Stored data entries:

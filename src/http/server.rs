//! HTTP server setup and dispatch handling.
//!
//! # Responsibilities
//! - Create the Axum router with a catch-all dispatch handler
//! - Wire up middleware (timeout, request ID, tracing, session)
//! - Translate dispatch errors to 404/405 responses
//! - Invoke the matched handler from the registry
//! - Record per-request metrics
//!
//! # Design Decisions
//! - A single catch-all route: resolution happens in our dispatcher, not in
//!   Axum's own matcher, so the declared table stays the one source of truth
//! - Handlers unbound in the registry answer 501 rather than panicking
//! - Graceful shutdown on Ctrl+C

use axum::{
    body::Body,
    extract::State,
    http::Request,
    response::{IntoResponse, Response},
    routing::any,
    Router,
};
use std::sync::Arc;
use std::time::{Duration, Instant};
use tokio::net::TcpListener;
use tower_http::{
    request_id::{PropagateRequestIdLayer, SetRequestIdLayer},
    timeout::TimeoutLayer,
    trace::TraceLayer,
};

use crate::config::{AuthConfig, GatewayConfig};
use crate::handlers::HandlerRegistry;
use crate::http::middleware::session::{require_session, HeaderPresence, SessionValidator};
use crate::http::request::RequestUuid;
use crate::http::response;
use crate::observability::metrics;
use crate::routing::{table, DispatchError, Dispatcher};

/// Application state injected into handlers and middleware.
#[derive(Clone)]
pub struct AppState {
    pub dispatcher: Arc<Dispatcher>,
    pub registry: Arc<HandlerRegistry>,
    pub sessions: Arc<dyn SessionValidator>,
    pub auth: AuthConfig,
}

/// HTTP server for the API gateway.
pub struct HttpServer {
    router: Router,
    config: GatewayConfig,
}

impl HttpServer {
    /// Create a server over the declared v1 route table, with the built-in
    /// handler registry and presence-only session validation.
    pub fn new(config: GatewayConfig) -> Self {
        Self::with_registry(
            config,
            HandlerRegistry::with_builtins(),
            Arc::new(HeaderPresence),
        )
    }

    /// Create a server with application-supplied handlers and validator.
    pub fn with_registry(
        config: GatewayConfig,
        registry: HandlerRegistry,
        sessions: Arc<dyn SessionValidator>,
    ) -> Self {
        let state = AppState {
            dispatcher: Arc::new(table::api_v1()),
            registry: Arc::new(registry),
            sessions,
            auth: config.auth.clone(),
        };

        let router = Self::build_router(&config, state);
        Self { router, config }
    }

    /// Build the Axum router with all middleware layers.
    fn build_router(config: &GatewayConfig, state: AppState) -> Router {
        Router::new()
            .route("/{*path}", any(dispatch_handler))
            .route("/", any(dispatch_handler))
            .layer(axum::middleware::from_fn_with_state(
                state.clone(),
                require_session,
            ))
            .with_state(state)
            .layer(TimeoutLayer::new(Duration::from_secs(
                config.timeouts.request_secs,
            )))
            // Set is outermost so the trace span and the propagated response
            // header both see the same ID.
            .layer(PropagateRequestIdLayer::x_request_id())
            .layer(TraceLayer::new_for_http())
            .layer(SetRequestIdLayer::x_request_id(RequestUuid))
    }

    /// Run the server, accepting connections on the given listener.
    pub async fn run(self, listener: TcpListener) -> Result<(), std::io::Error> {
        let addr = listener.local_addr()?;
        tracing::info!(
            address = %addr,
            "HTTP server starting"
        );

        axum::serve(listener, self.router)
            .with_graceful_shutdown(shutdown_signal())
            .await?;

        tracing::info!("HTTP server stopped");
        Ok(())
    }

    /// Get a reference to the config.
    pub fn config(&self) -> &GatewayConfig {
        &self.config
    }

    /// Consume the server, yielding the underlying Axum router.
    ///
    /// Useful for embedding the gateway in a larger application or driving
    /// it directly in tests.
    pub fn into_router(self) -> Router {
        self.router
    }
}

/// Catch-all handler: resolve the route, then delegate.
async fn dispatch_handler(
    State(state): State<AppState>,
    request: Request<Body>,
) -> impl IntoResponse {
    let start_time = Instant::now();
    let method = request.method().clone();
    let path = request.uri().path().to_string();

    match state.dispatcher.resolve(&method, &path) {
        Ok(found) => {
            tracing::debug!(
                method = %method,
                path = %path,
                handler = %found.handler,
                "Dispatching request"
            );
            let handler_name = found.handler.to_string();
            let response: Response = match state.registry.get(&found.handler) {
                Some(handler) => handler.call(request, found.params).await,
                None => response::not_implemented(&found.handler),
            };
            metrics::record_dispatch(
                method.as_str(),
                response.status().as_u16(),
                &handler_name,
                start_time,
            );
            response
        }
        Err(DispatchError::NotFound) => {
            tracing::warn!(method = %method, path = %path, "No route matched");
            metrics::record_dispatch(method.as_str(), 404, "none", start_time);
            response::not_found()
        }
        Err(DispatchError::MethodNotAllowed { allowed }) => {
            tracing::warn!(method = %method, path = %path, "Method not allowed");
            metrics::record_dispatch(method.as_str(), 405, "none", start_time);
            response::method_not_allowed(&allowed)
        }
    }
}

/// Wait for shutdown signal (Ctrl+C).
async fn shutdown_signal() {
    if let Err(e) = tokio::signal::ctrl_c().await {
        tracing::error!(error = %e, "Failed to install Ctrl+C handler");
        return;
    }
    tracing::info!("Shutdown signal received");
}
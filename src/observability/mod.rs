//! Observability subsystem.
//!
//! # Data Flow
//! ```text
//! All subsystems produce:
//!     → logging.rs (structured log events via tracing)
//!     → metrics.rs (counters, histograms)
//!
//! Consumers:
//!     → Log aggregation (stdout)
//!     → Metrics endpoint (Prometheus scrape)
//! ```
//!
//! # Design Decisions
//! - Structured logging with a request ID on every request span
//! - Metrics are cheap (atomic increments), recorded on every dispatch

pub mod logging;
pub mod metrics;
use clap::Parser;
use std::path::PathBuf;
use tokio::net::TcpListener;

use sns_gateway::config::{load_config, GatewayConfig};
use sns_gateway::http::HttpServer;
use sns_gateway::observability::{logging, metrics};

#[derive(Parser)]
#[command(name = "sns-gateway")]
#[command(about = "API gateway for the SNS backend", long_about = None)]
struct Cli {
    /// Path to a TOML config file; defaults apply when omitted.
    #[arg(short, long)]
    config: Option<PathBuf>,
}

#[tokio::main]
async fn main() -> Result<(), Box<dyn std::error::Error>> {
    let cli = Cli::parse();

    let config = match &cli.config {
        Some(path) => load_config(path)?,
        None => GatewayConfig::default(),
    };

    logging::init(&config.observability.log_level);

    tracing::info!("sns-gateway v0.1.0 starting");
    tracing::info!(
        bind_address = %config.listener.bind_address,
        request_timeout_secs = config.timeouts.request_secs,
        auth_enabled = config.auth.enabled,
        "Configuration loaded"
    );

    if config.observability.metrics_enabled {
        match config.observability.metrics_address.parse() {
            Ok(addr) => metrics::init_metrics(addr),
            Err(_) => tracing::error!(
                metrics_address = %config.observability.metrics_address,
                "Failed to parse metrics address"
            ),
        }
    }

    let listener = TcpListener::bind(&config.listener.bind_address).await?;
    let local_addr = listener.local_addr()?;

    tracing::info!(
        address = %local_addr,
        "Listening for connections"
    );

    let server = HttpServer::new(config);
    server.run(listener).await?;

    tracing::info!("Shutdown complete");
    Ok(())
}
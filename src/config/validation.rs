//! Configuration validation.
//!
//! # Responsibilities
//! - Semantic validation (serde handles syntactic)
//! - Validate value ranges (timeouts > 0, addresses parseable)
//! - Check log level against the known set
//!
//! # Design Decisions
//! - Returns all validation errors, not just the first
//! - Validation is a pure function over the config
//! - Runs before config is accepted into the system

use std::net::SocketAddr;
use thiserror::Error;

use crate::config::schema::GatewayConfig;

const LOG_LEVELS: &[&str] = &["trace", "debug", "info", "warn", "error"];

/// One semantic problem found in a config.
#[derive(Debug, Clone, PartialEq, Eq, Error)]
pub enum ValidationError {
    #[error("listener.bind_address {0:?} is not a valid socket address")]
    InvalidBindAddress(String),
    #[error("observability.metrics_address {0:?} is not a valid socket address")]
    InvalidMetricsAddress(String),
    #[error("timeouts.request_secs must be greater than zero")]
    ZeroRequestTimeout,
    #[error("observability.log_level {0:?} is not one of trace/debug/info/warn/error")]
    UnknownLogLevel(String),
    #[error("auth.{0} header name must not be empty")]
    EmptyAuthHeader(&'static str),
}

/// Validate a config, collecting every error.
pub fn validate_config(config: &GatewayConfig) -> Result<(), Vec<ValidationError>> {
    let mut errors = Vec::new();

    if config.listener.bind_address.parse::<SocketAddr>().is_err() {
        errors.push(ValidationError::InvalidBindAddress(
            config.listener.bind_address.clone(),
        ));
    }

    if config.observability.metrics_enabled
        && config
            .observability
            .metrics_address
            .parse::<SocketAddr>()
            .is_err()
    {
        errors.push(ValidationError::InvalidMetricsAddress(
            config.observability.metrics_address.clone(),
        ));
    }

    if config.timeouts.request_secs == 0 {
        errors.push(ValidationError::ZeroRequestTimeout);
    }

    if !LOG_LEVELS.contains(&config.observability.log_level.as_str()) {
        errors.push(ValidationError::UnknownLogLevel(
            config.observability.log_level.clone(),
        ));
    }

    for (field, value) in [
        ("token_header", &config.auth.token_header),
        ("client_header", &config.auth.client_header),
        ("uid_header", &config.auth.uid_header),
    ] {
        if value.trim().is_empty() {
            errors.push(ValidationError::EmptyAuthHeader(field));
        }
    }

    if errors.is_empty() {
        Ok(())
    } else {
        Err(errors)
    }
}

▸ **WHAT NEEDS TO BE DONE**:
Restate, word for word and with nothing added, the lines from the beginning of the records above through the line that contains "source of truth".

▸ **FINISHED TASK**:
filename src/http/server.rs
//! HTTP server setup and dispatch handling.
//!
//! # Responsibilities
//! - Create the Axum router with a catch-all dispatch handler
//! - Wire up middleware (timeout, request ID, tracing, session)
//! - Translate dispatch errors to 404/405 responses
//! - Invoke the matched handler from the registry
//! - Record per-request metrics
//!
//! # Design Decisions
//! - A single catch-all route: resolution happens in our dispatcher, not in
//!   Axum's own matcher, so the declared table stays the one source of truth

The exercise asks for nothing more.